The idea, said a government source, is to remove impediments to use captive mining rights. The proposed policy would help develop projects worth billions of dollars in these sectors.
The environment ministry’s recent ‘go and no-go’ categorisation had put over 200 coal blocks out of bounds for mining. Though that categorisation has now been withdrawn, ministry of environment is bringing a list of inviolate areas where mining of any form will not be permitted. The new policy on alternate coal blocks can also help companies impacted by this policy.
“The GoM will take up the policy at its meeting on May 30. It would then go for the Cabinet approval before coal ministry implements the policy,” said the source.
The GoM is also likely to clear mining in Mahan and Chhatrasal coal projects where clearances have been delayed on environmental grounds. It is also likely to review clearance given for NTPC project inNorth Karanpura, following the coal minister’s letter to GoM chairman raising fresh issues.
The draft policy on alternate coal blocks has been framed by the coal ministry based on the recommendations given by a working group headed by Planning Commission member B.K. Chaturvedi and comprising the coal secretary, the power secretary and the advisor to the law minister. As per recommendations, companies that have made substantial investment in projects (placed orders for plant and equipment, acquired land and made irrevocable financial commitments) would be given preference in allotment of alternate coal blocks, if their existing mines are banned for mining due to any government policy.
But the proposed policy may not shower benefits to projects that have failed to take off or where there is a delay onpart of the developers. The Chaturvedi panel draft has aid that such companies (who have not made any investment in their respective projects or category B projects), would not get priority in alternate coal block allotment and would have to participate in a competitive bidding process. However, such companies will be guaranteed allotment of coal blocks as a co-allottee with the successful bidder has offered. Second, the mine will have to be big enough to take care of 60 per cent of the coal requirements of both the parties.

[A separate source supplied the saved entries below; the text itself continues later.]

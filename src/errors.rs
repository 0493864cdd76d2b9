use fee_config::ConfigError;
use fee_core::CoreError;
use thiserror::Error;

/// Unified error for the facade: engine, storage, and configuration failures.
#[derive(Debug, Error)]
pub enum FeeLedgerError {
    #[error(transparent)]
    Core(#[from] CoreError),
    #[error(transparent)]
    Config(#[from] ConfigError),
    #[error("No school matches `{0}`")]
    UnknownSchool(String),
    #[error("No student matches `{reference}` in {school}")]
    UnknownStudent { reference: String, school: String },
    #[error("Invalid input: {0}")]
    InvalidInput(String),
}

impl FeeLedgerError {
    /// True when the request named something that does not exist or is incomplete.
    pub fn is_precondition(&self) -> bool {
        match self {
            FeeLedgerError::Core(err) => err.is_precondition(),
            FeeLedgerError::UnknownSchool(_) | FeeLedgerError::UnknownStudent { .. } => true,
            _ => false,
        }
    }
}

pub type Result<T> = std::result::Result<T, FeeLedgerError>;

/// User-facing shell error wrapper.
#[derive(Debug, Error)]
pub enum CliError {
    #[error(transparent)]
    Ledger(#[from] FeeLedgerError),
    #[error("Invalid input: {0}")]
    Input(String),
    #[error("Command failed: {0}")]
    Command(String),
}

impl From<std::io::Error> for CliError {
    fn from(err: std::io::Error) -> Self {
        CliError::Command(err.to_string())
    }
}

impl From<rustyline::error::ReadlineError> for CliError {
    fn from(err: rustyline::error::ReadlineError) -> Self {
        CliError::Command(err.to_string())
    }
}

impl From<CoreError> for CliError {
    fn from(err: CoreError) -> Self {
        CliError::Ledger(err.into())
    }
}
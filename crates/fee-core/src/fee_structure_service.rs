use chrono::{DateTime, NaiveDate, TimeZone, Utc};
use fee_domain::{
    AcademicYear, AuthoritativeFee, FeeStructure, FeeStructureRecord, Period, SchoolCalendar,
    Student, SynthesizedFee, TermName, YearSelector,
};
use tracing::{debug, info, warn};
use uuid::Uuid;

use crate::{default_fee_table::DefaultFeeTable, storage::FeeStructureSource, CoreError};

/// The target academic year and its effective per-term charges, in term order.
#[derive(Debug, Clone, PartialEq, Eq)]
pub struct ResolvedFees {
    pub academic_year: AcademicYear,
    pub structures: Vec<FeeStructure>,
}

impl ResolvedFees {
    pub fn synthesized_count(&self) -> usize {
        self.structures
            .iter()
            .filter(|structure| !structure.is_authoritative())
            .count()
    }
}

pub struct FeeStructureService;

impl FeeStructureService {
    /// Resolves one effective fee structure per term of the selected academic year.
    ///
    /// Persisted records win; the first active record seen for a term is kept
    /// and later duplicates are ignored. Terms with no usable record get a
    /// [`FeeStructure::Synthesized`] entry from the default table, invoiced at the
    /// term's start date, or at 1 January of the academic year when the term has none.
    pub fn resolve(
        source: &dyn FeeStructureSource,
        calendar: &SchoolCalendar,
        school_id: Uuid,
        student: &Student,
        year: &YearSelector,
    ) -> Result<ResolvedFees, CoreError> {
        let grade = student
            .grade
            .as_ref()
            .ok_or(CoreError::MissingGradeAssignment(student.id))?;
        let academic_year = calendar
            .select(year)
            .cloned()
            .ok_or_else(|| CoreError::AcademicYearNotFound(year.to_string()))?;

        let records = source.fee_structures(school_id, grade.grade_id, Some(academic_year.id))?;
        let mut structures = Self::authoritative(records, calendar, &academic_year);

        for period in Self::billing_periods(calendar, &academic_year) {
            if structures
                .iter()
                .any(|structure| structure.period().same_term(&period))
            {
                continue;
            }
            let fallback = DefaultFeeTable::for_grade(&grade.grade_name);
            info!(
                "no fee structure for grade `{}` in {}; using {} defaults",
                grade.grade_name, period, fallback.tier
            );
            let invoiced_at = calendar
                .terms_for(academic_year.id)
                .into_iter()
                .find(|term| term.name == period.term)
                .and_then(|term| term.start_date)
                .and_then(start_of_day)
                .unwrap_or_else(|| year_opening(academic_year.year));
            structures.push(FeeStructure::Synthesized(SynthesizedFee {
                period,
                tier: fallback.tier,
                breakdown: fallback.breakdown,
                invoiced_at,
            }));
        }

        structures.sort_by(|a, b| a.term().cmp(b.term()));
        Ok(ResolvedFees {
            academic_year,
            structures,
        })
    }

    fn authoritative(
        records: Vec<FeeStructureRecord>,
        calendar: &SchoolCalendar,
        academic_year: &AcademicYear,
    ) -> Vec<FeeStructure> {
        let mut structures: Vec<FeeStructure> = Vec::new();
        for record in records {
            if !record.is_active {
                continue;
            }
            if record.term_id.is_none() || record.academic_year_id.is_none() {
                debug!("skipping fee structure {} without term or academic year", record.id);
                continue;
            }
            let Some(period) = calendar.resolve(record.academic_year_id, record.term_id) else {
                warn!(
                    "fee structure {} points at a term missing from the calendar",
                    record.id
                );
                continue;
            };
            if period.academic_year_id != academic_year.id {
                continue;
            }
            if let Some(kept) = structures
                .iter()
                .find(|structure| structure.period().same_term(&period))
            {
                warn!(
                    "duplicate fee structure {} for {}; keeping {}",
                    record.id,
                    period,
                    kept.record_id().map(|id| id.to_string()).unwrap_or_default()
                );
                continue;
            }
            structures.push(FeeStructure::Authoritative(AuthoritativeFee {
                record_id: record.id,
                period,
                total_amount: record.total_amount,
                breakdown: record.breakdown,
                invoiced_at: record.created_at,
            }));
        }
        structures
    }

    /// The terms a year is billed for: the calendar's own, or the canonical three.
    pub fn billing_periods(calendar: &SchoolCalendar, academic_year: &AcademicYear) -> Vec<Period> {
        let terms = calendar.terms_for(academic_year.id);
        if terms.is_empty() {
            return TermName::canonical()
                .into_iter()
                .map(|name| Period::unlisted(academic_year, name))
                .collect();
        }
        terms
            .into_iter()
            .map(|term| Period::new(academic_year, term))
            .collect()
    }
}

fn start_of_day(date: NaiveDate) -> Option<DateTime<Utc>> {
    date.and_hms_opt(0, 0, 0).map(|moment| moment.and_utc())
}

fn year_opening(year: i32) -> DateTime<Utc> {
    Utc.with_ymd_and_hms(year, 1, 1, 0, 0, 0)
        .single()
        .unwrap_or_default()
}
use crate::cli::context::{CommandError, CommandResult, ShellContext};
use crate::cli::help;
use crate::cli::output;
use crate::cli::registry::CommandEntry;
use crate::utils::build_info;

pub(crate) fn definitions() -> Vec<CommandEntry> {
    vec![
        CommandEntry::new("help", "Show available commands", "help [command]", cmd_help),
        CommandEntry::new("version", "Show build metadata", "version", cmd_version),
        CommandEntry::new("exit", "Exit the shell", "exit", cmd_exit),
    ]
}

fn cmd_help(context: &mut ShellContext, args: &[&str]) -> CommandResult {
    match args.first() {
        Some(name) => match context.registry.get(&name.to_lowercase()) {
            Some(entry) => help::print_command(entry),
            None => context.suggest_command(name),
        },
        None => help::print_overview(&context.registry),
    }
    Ok(())
}

fn cmd_version(_context: &mut ShellContext, _args: &[&str]) -> CommandResult {
    let meta = build_info::current();
    output::section(format!("Fee Ledger {}", meta.version));
    output::info(format!("  Build hash : {} ({})", meta.git_hash, meta.git_status));
    output::info(format!("  Built at   : {}", meta.timestamp));
    output::info(format!("  Target     : {}", meta.target));
    output::info(format!("  Profile    : {}", meta.profile));
    output::info(format!("  Rustc      : {}", meta.rustc));
    Ok(())
}

fn cmd_exit(_context: &mut ShellContext, _args: &[&str]) -> CommandResult {
    Err(CommandError::ExitRequested)
}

A source in the Planning Commission said the new policy would also give preference to large projects such as ultra mega power projects (UMPPs) for awarding alternate coal blocks.
The nod for Mahan and Chhatrasal coal blocks would provide relief to companies such as Essar Power, Hindalco and Reliance Power. Ministry of environment and foresters had constituted a committee to study mining related issues for the blocks and give its report. The report has now been submitted and GoM would base its decision on it. The GoM would also examine the feasibility of relaxing norms under Forest Rights Act for facilitating power transmission lines as recommended by the B.K. Chaturvedi committee.